What is expected
All lines in the listing below that hold the string "Display" are to be tallied, with only the total reported.

Data supplied
────────────────
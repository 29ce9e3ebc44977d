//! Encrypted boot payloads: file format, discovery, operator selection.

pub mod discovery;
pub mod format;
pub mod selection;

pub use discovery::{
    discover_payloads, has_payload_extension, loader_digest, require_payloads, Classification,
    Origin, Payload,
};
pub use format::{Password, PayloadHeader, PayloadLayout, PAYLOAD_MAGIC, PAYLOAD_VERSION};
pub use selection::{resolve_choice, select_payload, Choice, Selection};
────────────────
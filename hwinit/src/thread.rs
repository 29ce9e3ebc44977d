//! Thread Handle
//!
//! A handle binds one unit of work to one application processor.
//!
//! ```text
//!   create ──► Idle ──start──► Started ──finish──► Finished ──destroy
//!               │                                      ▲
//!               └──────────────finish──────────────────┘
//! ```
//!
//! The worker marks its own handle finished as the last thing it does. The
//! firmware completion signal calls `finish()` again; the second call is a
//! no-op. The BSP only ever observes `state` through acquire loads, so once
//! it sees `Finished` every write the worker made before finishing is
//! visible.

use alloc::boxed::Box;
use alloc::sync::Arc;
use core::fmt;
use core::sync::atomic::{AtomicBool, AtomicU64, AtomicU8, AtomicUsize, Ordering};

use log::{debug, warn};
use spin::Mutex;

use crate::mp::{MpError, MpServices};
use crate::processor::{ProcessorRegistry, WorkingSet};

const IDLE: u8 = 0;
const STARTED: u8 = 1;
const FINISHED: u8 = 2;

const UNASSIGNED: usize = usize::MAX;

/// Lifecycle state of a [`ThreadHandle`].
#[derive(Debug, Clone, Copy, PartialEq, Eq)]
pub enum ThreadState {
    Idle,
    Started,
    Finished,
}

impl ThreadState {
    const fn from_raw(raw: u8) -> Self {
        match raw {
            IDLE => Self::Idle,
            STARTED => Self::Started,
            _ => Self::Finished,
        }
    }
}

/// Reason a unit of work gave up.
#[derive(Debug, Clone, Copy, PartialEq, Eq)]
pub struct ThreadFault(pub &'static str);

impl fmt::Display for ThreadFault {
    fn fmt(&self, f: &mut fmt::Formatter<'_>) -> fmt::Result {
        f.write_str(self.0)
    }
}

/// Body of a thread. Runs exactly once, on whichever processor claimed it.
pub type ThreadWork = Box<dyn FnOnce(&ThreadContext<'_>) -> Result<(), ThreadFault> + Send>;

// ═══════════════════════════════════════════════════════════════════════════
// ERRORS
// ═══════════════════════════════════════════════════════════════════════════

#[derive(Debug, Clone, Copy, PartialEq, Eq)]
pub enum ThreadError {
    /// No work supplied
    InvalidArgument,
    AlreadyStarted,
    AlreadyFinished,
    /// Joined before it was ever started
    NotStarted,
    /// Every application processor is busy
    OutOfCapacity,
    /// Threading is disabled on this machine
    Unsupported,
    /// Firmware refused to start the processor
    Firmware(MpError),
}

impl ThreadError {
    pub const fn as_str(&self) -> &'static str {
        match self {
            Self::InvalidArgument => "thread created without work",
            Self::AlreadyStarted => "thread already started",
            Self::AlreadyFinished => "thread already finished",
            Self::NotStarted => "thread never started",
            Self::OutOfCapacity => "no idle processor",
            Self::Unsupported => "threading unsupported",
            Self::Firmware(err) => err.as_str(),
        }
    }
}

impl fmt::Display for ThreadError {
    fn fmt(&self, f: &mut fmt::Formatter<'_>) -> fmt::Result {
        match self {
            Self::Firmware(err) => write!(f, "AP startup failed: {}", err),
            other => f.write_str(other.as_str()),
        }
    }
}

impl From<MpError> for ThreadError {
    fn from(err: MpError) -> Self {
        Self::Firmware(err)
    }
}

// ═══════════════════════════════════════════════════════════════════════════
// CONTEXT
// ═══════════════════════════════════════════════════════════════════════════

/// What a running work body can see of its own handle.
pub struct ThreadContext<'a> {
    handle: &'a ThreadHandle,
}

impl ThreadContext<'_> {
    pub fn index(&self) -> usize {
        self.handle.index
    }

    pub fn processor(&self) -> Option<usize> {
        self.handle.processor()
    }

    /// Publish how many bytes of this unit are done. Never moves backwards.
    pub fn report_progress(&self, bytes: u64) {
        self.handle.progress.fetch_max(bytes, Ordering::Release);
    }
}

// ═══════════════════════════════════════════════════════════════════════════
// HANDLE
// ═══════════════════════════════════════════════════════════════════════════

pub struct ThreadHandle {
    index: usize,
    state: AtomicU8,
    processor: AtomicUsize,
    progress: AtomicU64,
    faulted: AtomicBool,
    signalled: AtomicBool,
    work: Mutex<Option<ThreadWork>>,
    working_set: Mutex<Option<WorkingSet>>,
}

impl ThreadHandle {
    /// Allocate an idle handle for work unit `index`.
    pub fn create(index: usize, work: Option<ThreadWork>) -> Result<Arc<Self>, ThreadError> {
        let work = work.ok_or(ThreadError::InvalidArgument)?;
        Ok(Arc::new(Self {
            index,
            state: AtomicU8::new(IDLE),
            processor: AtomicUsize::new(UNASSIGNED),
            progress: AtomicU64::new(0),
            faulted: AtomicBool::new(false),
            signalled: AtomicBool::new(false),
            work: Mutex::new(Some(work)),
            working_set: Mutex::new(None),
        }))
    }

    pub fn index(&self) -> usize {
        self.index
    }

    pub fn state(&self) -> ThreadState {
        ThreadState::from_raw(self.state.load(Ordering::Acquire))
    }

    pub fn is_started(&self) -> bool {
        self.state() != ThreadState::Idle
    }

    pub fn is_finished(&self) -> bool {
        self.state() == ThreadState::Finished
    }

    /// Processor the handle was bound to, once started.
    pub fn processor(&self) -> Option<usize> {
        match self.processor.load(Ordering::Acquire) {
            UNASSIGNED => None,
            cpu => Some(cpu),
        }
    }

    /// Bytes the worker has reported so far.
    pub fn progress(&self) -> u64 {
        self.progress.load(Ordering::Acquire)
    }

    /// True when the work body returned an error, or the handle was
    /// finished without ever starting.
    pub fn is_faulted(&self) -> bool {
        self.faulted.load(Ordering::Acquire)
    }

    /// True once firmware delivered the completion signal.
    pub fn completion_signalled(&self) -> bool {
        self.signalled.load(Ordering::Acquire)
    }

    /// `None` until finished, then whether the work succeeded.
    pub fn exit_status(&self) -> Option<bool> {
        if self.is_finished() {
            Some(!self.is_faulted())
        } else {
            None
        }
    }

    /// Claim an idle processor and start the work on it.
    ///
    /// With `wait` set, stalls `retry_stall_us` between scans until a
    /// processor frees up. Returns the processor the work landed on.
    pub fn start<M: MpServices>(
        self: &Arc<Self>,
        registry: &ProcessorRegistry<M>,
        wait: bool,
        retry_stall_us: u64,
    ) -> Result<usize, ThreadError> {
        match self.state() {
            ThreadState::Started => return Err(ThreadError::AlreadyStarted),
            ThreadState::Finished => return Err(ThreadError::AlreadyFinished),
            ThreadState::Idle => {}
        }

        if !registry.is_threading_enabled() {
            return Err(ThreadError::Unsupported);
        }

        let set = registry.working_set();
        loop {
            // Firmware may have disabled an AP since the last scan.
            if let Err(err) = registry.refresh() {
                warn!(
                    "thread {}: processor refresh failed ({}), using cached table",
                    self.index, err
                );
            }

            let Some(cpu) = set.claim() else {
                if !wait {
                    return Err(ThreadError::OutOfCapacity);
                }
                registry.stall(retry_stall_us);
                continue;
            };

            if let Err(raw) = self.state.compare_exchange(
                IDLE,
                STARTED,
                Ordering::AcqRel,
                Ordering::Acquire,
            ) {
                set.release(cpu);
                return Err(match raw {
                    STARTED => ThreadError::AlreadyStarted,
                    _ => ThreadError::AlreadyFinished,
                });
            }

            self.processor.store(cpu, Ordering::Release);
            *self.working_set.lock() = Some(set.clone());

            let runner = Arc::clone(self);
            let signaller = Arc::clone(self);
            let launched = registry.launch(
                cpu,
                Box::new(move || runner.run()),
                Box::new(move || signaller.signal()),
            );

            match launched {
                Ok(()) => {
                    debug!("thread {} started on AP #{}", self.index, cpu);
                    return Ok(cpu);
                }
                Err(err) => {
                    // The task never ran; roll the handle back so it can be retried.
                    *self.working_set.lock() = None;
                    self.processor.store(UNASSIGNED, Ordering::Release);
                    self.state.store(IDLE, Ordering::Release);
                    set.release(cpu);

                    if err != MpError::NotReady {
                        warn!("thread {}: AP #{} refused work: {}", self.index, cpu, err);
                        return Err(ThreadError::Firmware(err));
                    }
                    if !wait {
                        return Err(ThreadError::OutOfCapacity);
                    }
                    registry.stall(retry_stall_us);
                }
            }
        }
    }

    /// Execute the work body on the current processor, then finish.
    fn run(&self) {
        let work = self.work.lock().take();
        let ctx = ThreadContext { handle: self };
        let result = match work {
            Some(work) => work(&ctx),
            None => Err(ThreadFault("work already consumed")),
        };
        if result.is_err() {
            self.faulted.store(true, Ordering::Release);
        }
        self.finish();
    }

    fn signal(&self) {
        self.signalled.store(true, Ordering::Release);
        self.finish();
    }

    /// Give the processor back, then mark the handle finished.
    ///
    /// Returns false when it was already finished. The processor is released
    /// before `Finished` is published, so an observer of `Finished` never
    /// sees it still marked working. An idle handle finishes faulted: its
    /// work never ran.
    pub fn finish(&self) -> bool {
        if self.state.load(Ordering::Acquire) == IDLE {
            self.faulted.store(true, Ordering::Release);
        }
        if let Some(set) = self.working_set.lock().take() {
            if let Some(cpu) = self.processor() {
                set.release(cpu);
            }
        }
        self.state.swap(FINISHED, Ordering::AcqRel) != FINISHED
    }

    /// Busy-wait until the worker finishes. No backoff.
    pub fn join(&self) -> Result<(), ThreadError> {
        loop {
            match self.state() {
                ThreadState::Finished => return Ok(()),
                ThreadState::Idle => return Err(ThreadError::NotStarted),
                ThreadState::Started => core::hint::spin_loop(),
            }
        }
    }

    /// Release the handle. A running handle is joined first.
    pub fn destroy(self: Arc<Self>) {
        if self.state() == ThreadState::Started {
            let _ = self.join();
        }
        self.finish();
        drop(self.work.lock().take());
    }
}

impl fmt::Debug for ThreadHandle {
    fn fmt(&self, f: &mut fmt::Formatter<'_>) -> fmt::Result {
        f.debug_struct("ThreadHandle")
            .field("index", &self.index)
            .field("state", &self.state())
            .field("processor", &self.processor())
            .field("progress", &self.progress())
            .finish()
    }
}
────────────────
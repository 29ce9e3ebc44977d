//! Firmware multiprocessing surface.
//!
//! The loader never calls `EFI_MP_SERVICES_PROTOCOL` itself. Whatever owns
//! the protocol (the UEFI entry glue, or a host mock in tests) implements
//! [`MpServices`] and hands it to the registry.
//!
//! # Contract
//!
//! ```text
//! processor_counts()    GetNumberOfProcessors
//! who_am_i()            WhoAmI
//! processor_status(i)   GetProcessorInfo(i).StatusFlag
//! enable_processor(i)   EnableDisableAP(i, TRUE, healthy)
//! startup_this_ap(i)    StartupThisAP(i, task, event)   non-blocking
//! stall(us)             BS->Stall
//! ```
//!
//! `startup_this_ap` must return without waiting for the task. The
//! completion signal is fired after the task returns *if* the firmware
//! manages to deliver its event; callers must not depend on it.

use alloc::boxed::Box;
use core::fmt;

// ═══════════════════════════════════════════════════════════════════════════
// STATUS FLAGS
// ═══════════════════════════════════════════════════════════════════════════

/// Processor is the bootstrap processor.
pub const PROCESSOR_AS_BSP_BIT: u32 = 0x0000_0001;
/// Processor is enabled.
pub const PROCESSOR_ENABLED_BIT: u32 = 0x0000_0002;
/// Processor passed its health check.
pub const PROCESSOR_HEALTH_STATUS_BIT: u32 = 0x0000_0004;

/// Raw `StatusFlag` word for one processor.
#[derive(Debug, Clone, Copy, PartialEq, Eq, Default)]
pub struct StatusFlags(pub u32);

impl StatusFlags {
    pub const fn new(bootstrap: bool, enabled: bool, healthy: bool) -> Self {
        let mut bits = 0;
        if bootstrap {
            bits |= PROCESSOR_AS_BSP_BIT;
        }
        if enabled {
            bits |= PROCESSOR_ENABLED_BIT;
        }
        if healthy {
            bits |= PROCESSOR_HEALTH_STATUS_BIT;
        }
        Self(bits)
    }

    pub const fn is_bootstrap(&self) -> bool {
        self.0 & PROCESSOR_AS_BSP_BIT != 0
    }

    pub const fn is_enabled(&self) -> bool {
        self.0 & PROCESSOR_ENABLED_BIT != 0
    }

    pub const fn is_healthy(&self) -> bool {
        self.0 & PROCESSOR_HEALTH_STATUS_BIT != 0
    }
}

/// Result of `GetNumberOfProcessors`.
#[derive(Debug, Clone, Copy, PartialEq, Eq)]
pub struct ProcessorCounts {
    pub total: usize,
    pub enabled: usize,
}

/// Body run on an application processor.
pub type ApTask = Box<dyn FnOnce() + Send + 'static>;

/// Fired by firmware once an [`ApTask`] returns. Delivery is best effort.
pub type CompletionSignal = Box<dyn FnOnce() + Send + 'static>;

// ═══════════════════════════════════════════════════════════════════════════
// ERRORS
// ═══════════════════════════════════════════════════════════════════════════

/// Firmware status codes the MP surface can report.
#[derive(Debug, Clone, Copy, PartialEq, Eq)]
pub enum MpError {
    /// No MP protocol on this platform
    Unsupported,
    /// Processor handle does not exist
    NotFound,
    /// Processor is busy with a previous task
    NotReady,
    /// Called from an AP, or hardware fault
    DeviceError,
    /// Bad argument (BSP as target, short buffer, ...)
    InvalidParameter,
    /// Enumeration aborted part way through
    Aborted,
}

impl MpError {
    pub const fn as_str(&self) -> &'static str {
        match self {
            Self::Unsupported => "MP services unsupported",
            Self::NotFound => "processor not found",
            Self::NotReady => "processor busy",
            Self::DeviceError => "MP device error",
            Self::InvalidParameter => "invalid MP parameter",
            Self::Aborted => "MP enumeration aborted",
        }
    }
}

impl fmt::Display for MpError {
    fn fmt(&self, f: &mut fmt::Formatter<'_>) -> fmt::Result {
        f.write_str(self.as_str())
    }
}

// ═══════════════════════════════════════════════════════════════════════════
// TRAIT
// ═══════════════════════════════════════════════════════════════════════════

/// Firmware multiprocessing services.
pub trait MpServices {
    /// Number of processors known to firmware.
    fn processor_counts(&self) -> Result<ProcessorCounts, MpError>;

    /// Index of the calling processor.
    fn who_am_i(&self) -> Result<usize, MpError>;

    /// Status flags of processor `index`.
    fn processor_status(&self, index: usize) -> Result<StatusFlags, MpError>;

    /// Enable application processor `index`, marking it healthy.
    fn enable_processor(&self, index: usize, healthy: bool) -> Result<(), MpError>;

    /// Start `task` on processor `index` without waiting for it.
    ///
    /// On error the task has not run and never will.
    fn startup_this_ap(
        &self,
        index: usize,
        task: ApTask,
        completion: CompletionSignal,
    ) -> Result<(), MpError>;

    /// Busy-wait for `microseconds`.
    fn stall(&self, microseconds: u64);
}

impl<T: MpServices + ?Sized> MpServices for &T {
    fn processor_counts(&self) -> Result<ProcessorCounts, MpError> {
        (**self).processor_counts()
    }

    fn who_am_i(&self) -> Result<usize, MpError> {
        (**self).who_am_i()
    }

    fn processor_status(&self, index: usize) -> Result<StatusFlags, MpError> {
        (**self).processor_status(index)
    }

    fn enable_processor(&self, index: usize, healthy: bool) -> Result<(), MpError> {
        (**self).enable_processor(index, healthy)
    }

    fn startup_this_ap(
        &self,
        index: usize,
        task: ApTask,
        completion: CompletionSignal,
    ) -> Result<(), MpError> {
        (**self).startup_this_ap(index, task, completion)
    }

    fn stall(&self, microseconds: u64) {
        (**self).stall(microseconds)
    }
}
────────────────
Finished exercise
3